*** Opening of PROVIDED INFORMATION ***
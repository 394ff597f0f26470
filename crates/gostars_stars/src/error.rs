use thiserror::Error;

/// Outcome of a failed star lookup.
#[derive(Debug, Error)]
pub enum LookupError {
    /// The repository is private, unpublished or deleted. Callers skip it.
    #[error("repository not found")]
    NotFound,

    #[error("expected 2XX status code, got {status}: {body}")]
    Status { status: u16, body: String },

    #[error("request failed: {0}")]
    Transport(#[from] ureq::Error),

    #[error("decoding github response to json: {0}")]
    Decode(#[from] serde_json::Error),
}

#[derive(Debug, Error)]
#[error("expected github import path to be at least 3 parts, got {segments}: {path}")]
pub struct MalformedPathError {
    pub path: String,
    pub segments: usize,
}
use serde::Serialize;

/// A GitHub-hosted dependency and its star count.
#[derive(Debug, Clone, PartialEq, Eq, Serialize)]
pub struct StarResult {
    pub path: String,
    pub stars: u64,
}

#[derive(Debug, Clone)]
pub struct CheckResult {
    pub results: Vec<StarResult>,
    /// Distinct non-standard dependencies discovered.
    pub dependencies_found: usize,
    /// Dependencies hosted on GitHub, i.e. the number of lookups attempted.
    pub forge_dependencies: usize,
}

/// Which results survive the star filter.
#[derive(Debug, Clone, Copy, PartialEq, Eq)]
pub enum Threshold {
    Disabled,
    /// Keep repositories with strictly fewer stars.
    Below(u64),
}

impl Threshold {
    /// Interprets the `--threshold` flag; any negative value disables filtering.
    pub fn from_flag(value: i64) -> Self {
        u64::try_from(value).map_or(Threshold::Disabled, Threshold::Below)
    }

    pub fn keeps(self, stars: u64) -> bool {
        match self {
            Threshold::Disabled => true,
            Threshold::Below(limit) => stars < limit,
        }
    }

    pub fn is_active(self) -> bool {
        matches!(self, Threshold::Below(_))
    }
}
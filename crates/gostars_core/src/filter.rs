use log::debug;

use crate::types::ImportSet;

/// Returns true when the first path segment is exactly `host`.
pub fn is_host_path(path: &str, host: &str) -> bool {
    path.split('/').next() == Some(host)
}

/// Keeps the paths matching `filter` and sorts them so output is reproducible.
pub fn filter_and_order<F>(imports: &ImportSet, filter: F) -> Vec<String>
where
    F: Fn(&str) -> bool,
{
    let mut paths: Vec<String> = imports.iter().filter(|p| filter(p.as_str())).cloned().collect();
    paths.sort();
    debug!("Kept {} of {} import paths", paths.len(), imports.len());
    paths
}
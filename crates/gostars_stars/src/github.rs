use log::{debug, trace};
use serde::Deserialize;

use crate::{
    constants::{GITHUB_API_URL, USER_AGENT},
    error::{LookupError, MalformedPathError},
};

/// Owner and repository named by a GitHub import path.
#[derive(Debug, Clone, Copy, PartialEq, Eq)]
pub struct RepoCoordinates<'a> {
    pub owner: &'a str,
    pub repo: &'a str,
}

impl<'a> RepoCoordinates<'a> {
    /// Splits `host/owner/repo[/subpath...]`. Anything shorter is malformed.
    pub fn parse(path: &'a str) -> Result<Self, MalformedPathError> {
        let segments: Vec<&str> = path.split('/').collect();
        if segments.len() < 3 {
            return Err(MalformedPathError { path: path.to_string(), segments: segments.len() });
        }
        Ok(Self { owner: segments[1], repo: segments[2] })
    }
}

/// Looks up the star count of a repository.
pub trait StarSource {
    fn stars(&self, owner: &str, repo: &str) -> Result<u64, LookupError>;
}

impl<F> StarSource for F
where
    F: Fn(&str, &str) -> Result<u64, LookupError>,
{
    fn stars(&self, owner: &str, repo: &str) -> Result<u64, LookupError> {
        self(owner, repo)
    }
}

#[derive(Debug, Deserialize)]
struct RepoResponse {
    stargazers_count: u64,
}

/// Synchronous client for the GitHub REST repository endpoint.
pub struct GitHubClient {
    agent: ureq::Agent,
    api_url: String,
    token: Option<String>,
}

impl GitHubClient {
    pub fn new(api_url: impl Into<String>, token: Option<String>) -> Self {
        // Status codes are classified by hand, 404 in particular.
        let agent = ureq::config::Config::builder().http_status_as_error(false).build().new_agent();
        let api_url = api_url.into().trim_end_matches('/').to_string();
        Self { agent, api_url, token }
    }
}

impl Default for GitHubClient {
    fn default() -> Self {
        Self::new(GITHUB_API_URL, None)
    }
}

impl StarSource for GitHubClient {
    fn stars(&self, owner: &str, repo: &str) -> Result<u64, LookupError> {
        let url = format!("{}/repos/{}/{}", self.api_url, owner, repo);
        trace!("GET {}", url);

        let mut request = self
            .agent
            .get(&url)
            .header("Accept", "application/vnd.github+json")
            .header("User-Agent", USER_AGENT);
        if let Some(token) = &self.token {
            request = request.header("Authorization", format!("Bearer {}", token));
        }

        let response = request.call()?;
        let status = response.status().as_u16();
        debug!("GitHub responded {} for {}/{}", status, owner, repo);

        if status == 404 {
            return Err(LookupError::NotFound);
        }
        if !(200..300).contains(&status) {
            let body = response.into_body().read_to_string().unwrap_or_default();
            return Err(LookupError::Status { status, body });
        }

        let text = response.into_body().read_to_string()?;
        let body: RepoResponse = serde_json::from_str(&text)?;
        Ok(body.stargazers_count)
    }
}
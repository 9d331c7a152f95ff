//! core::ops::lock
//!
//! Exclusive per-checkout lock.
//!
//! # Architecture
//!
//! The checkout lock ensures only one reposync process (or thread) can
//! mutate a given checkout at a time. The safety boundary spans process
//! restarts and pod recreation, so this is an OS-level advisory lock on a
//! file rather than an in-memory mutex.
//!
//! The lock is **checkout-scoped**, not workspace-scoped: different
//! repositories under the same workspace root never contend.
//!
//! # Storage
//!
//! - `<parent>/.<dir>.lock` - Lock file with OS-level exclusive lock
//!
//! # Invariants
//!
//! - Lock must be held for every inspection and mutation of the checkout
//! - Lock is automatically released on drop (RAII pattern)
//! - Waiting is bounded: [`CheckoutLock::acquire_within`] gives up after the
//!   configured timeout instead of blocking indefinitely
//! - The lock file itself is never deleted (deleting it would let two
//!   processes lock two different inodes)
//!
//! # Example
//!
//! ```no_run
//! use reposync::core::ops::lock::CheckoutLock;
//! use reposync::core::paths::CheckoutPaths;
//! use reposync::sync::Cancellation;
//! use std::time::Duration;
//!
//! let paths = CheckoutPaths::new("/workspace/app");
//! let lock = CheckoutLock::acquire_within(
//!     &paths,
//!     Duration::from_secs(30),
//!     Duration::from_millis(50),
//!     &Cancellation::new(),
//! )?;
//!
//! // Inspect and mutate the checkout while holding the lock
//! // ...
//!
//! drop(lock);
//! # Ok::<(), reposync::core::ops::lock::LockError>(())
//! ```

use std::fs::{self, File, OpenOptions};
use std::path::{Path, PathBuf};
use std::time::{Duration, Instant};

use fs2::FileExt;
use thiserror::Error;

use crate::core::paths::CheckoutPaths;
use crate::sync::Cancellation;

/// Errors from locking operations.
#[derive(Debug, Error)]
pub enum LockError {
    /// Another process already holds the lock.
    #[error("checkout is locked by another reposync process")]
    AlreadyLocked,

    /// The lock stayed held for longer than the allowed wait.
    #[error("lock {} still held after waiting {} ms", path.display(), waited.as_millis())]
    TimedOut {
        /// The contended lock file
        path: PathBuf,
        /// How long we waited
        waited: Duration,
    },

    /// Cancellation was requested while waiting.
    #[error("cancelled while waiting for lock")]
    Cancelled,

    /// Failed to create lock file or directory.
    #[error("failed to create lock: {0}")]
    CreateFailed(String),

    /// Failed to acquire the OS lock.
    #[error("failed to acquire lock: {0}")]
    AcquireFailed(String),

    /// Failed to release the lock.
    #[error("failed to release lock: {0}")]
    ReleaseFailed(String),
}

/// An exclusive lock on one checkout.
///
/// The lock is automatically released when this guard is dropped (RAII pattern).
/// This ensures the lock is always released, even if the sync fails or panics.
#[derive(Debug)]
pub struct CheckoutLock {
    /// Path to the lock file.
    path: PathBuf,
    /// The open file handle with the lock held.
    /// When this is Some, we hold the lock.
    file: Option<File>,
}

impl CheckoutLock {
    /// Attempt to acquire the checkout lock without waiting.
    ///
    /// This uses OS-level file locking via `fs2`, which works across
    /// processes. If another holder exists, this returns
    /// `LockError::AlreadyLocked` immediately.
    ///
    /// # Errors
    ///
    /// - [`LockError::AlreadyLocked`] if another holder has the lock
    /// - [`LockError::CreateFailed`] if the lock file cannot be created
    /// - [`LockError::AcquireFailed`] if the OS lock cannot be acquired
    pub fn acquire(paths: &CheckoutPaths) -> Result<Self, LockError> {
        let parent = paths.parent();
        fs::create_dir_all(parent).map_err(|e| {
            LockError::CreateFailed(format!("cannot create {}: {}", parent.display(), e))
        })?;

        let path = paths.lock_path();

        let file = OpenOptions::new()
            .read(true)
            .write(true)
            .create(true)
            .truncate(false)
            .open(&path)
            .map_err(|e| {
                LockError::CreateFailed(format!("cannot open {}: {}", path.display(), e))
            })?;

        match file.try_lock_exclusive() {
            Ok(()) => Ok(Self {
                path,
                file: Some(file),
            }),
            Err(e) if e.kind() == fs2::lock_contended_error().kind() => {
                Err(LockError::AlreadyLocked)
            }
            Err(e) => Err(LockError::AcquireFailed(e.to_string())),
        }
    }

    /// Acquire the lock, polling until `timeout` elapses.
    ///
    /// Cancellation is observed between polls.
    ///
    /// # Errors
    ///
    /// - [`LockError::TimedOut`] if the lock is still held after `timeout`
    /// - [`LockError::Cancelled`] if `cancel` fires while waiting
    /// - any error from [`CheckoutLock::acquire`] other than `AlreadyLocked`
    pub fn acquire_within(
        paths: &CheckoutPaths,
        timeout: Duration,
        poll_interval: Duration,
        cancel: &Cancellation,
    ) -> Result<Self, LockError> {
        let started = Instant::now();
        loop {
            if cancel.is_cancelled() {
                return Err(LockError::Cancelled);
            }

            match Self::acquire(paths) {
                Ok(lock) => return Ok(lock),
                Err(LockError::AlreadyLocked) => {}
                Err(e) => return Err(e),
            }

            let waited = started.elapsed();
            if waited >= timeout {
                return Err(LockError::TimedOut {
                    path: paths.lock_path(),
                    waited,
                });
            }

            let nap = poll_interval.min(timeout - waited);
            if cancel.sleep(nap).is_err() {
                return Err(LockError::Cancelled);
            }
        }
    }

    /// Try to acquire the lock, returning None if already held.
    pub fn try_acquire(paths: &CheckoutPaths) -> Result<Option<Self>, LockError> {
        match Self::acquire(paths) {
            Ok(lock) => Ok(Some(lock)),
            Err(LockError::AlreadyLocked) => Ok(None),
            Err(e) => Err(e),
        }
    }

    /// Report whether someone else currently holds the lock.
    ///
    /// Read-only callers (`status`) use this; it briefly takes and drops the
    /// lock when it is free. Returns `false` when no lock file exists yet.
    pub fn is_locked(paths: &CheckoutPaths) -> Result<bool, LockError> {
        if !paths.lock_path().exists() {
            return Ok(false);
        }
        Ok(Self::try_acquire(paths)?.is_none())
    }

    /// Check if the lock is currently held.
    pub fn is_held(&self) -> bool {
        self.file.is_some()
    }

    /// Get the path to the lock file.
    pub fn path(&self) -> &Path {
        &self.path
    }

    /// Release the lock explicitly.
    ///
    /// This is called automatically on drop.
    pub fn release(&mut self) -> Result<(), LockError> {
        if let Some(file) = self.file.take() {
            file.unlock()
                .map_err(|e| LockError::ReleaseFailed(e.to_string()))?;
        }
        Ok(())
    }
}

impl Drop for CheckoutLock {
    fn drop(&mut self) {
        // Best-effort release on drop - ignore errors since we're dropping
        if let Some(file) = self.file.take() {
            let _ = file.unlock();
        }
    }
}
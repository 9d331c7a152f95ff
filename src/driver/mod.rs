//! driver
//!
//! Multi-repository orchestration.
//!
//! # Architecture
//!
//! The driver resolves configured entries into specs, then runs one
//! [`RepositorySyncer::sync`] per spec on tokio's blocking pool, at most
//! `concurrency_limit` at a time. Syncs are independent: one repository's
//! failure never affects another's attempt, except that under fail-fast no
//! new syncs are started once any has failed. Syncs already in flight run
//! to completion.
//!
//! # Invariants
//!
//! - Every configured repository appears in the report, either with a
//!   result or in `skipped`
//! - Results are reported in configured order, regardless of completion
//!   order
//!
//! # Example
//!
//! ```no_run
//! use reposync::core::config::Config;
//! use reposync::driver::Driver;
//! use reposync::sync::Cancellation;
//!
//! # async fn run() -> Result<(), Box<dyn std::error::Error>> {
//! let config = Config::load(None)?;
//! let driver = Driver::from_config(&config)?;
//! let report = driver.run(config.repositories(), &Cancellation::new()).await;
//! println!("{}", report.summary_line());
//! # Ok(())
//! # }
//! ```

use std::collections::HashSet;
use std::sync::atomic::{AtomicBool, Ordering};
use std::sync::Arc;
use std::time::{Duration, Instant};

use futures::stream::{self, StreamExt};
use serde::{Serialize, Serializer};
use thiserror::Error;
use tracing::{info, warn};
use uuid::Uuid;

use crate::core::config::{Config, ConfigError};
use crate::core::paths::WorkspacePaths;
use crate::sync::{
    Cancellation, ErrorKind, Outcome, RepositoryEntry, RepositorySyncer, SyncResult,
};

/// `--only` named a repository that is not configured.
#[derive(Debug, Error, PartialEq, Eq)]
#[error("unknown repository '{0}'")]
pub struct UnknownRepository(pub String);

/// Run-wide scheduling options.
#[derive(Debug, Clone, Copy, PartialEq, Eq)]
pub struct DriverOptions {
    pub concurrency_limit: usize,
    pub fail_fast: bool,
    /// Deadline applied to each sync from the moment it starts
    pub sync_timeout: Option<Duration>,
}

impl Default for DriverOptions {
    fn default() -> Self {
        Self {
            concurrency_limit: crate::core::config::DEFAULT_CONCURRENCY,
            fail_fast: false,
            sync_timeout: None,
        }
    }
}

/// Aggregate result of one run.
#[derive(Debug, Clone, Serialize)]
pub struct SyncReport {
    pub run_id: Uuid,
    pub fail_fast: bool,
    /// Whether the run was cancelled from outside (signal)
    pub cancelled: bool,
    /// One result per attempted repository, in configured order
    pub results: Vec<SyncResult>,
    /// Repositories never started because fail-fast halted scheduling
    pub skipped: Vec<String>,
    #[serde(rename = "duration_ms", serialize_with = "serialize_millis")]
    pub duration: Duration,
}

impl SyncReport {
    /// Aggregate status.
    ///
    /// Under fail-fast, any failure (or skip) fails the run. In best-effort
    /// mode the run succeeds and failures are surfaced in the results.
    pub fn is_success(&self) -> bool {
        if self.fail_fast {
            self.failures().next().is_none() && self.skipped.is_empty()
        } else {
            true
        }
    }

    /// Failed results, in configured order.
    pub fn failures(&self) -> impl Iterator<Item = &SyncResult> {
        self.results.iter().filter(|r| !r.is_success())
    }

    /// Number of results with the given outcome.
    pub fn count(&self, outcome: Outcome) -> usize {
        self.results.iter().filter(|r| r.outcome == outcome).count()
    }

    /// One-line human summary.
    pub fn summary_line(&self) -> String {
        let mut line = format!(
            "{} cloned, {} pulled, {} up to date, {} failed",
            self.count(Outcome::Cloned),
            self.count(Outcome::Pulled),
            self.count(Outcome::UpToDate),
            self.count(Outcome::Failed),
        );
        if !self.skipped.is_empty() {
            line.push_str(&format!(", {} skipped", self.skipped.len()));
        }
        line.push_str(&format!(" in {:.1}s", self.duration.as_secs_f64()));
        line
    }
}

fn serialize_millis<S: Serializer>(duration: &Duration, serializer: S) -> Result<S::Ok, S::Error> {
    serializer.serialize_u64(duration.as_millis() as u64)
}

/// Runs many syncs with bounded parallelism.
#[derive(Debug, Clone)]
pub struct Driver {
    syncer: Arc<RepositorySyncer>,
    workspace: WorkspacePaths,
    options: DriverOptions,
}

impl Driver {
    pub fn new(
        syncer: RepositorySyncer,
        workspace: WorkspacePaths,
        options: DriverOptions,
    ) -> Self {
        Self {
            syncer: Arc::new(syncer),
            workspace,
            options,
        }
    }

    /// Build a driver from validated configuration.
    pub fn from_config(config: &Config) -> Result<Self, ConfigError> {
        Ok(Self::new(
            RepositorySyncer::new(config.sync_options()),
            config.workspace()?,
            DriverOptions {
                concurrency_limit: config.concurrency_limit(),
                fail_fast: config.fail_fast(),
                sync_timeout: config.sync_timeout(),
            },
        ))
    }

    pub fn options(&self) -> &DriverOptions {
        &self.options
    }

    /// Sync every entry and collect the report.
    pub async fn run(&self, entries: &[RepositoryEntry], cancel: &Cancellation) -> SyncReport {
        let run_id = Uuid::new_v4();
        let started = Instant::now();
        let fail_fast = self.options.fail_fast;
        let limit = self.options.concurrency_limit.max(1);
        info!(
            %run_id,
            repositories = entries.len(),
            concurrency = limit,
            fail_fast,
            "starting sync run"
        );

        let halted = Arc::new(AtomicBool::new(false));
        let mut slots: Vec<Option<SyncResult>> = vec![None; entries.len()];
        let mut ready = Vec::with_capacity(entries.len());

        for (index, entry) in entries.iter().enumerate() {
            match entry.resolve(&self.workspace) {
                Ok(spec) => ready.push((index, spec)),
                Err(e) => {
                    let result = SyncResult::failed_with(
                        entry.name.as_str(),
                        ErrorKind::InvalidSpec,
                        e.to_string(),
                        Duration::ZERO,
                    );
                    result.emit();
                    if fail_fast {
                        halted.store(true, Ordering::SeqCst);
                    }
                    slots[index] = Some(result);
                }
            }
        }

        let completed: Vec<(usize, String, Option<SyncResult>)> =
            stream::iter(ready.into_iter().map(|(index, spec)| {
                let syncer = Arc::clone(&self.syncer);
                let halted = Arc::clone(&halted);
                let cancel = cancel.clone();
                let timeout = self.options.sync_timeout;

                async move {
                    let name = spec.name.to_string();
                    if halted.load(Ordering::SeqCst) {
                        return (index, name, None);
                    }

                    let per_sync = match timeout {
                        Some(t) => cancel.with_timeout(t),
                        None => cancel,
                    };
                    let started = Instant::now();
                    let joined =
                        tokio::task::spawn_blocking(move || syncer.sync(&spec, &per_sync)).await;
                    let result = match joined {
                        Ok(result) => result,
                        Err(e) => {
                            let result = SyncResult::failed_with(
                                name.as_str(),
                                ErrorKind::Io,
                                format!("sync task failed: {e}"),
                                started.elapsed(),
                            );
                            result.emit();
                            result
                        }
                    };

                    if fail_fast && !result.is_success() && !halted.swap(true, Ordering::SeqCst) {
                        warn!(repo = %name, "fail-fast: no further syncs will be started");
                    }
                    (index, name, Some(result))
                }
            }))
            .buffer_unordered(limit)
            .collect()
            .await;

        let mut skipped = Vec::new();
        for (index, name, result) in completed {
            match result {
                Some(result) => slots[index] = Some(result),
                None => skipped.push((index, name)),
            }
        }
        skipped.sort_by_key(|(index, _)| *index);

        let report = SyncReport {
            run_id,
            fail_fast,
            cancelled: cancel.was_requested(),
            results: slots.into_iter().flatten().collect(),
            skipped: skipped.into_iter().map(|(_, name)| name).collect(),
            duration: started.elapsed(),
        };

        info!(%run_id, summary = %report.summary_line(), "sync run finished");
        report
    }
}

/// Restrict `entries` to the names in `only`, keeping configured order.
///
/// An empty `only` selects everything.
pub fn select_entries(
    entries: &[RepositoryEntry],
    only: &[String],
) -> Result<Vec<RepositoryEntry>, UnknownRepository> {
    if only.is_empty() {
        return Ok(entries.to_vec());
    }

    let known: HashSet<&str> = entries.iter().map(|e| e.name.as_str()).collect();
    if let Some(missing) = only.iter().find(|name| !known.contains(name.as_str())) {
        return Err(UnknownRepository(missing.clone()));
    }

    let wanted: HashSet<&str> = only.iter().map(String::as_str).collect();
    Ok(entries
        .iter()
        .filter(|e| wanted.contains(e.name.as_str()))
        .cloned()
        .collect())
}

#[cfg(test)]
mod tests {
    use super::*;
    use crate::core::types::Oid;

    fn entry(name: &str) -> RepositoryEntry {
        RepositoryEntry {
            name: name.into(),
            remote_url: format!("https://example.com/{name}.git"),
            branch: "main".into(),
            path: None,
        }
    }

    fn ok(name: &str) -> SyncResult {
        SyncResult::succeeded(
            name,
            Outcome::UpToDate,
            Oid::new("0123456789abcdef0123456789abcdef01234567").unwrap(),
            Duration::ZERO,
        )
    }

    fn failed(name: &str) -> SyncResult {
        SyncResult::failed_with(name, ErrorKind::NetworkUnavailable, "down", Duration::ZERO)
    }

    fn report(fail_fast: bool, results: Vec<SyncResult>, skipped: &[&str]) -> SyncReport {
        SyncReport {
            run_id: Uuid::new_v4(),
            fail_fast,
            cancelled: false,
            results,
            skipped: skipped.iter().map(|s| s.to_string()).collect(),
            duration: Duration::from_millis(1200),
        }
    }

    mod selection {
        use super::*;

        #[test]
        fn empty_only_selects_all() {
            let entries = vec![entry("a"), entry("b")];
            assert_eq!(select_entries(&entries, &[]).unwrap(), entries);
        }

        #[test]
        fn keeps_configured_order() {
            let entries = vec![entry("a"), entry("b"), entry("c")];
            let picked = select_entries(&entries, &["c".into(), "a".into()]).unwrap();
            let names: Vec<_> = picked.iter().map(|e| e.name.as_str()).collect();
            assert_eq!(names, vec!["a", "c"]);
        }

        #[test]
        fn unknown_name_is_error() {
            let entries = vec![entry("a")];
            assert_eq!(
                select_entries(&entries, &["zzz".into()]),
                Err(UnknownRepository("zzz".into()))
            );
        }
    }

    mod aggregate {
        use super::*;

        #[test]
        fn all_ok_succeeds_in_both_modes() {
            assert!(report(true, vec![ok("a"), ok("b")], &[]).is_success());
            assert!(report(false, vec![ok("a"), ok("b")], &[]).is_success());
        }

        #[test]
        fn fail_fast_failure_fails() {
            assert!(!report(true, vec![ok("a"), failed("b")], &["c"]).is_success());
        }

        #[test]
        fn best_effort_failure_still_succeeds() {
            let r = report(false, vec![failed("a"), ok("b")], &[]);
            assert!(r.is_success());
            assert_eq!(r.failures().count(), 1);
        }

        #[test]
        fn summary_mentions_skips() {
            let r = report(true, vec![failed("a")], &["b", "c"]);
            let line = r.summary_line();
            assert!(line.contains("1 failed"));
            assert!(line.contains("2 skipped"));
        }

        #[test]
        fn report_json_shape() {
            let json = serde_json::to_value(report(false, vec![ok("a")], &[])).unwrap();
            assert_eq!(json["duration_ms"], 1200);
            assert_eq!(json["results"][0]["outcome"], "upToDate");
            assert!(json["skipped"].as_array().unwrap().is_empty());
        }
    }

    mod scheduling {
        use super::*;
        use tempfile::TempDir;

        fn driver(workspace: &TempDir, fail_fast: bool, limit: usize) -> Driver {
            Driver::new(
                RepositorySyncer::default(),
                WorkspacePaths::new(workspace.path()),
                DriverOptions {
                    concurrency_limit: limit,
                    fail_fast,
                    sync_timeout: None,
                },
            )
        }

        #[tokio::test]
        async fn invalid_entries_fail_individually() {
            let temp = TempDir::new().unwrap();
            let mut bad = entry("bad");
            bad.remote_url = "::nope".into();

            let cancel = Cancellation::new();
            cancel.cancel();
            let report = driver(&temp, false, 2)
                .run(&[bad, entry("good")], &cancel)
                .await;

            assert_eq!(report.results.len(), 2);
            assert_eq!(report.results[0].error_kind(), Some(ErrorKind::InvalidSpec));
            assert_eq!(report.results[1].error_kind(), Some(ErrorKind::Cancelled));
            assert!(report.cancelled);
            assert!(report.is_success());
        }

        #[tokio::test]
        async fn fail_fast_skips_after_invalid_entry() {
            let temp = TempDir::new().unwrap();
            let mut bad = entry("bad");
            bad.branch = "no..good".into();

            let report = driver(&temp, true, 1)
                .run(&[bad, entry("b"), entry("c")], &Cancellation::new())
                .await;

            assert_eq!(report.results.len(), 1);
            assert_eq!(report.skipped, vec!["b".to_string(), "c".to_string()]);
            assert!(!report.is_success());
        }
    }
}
*** Close of PROVIDED INFORMATION ***
--- EXERCISE AIM ---
Search the records above for the string "await". Report each line that has it.

--- ANSWER TO THIS PROBLEM ---
//! let report = driver.run(config.repositories(), &Cancellation::new()).await;
                        tokio::task::spawn_blocking(move || syncer.sync(&spec, &per_sync)).await;
            .await;
                .await;
                .await;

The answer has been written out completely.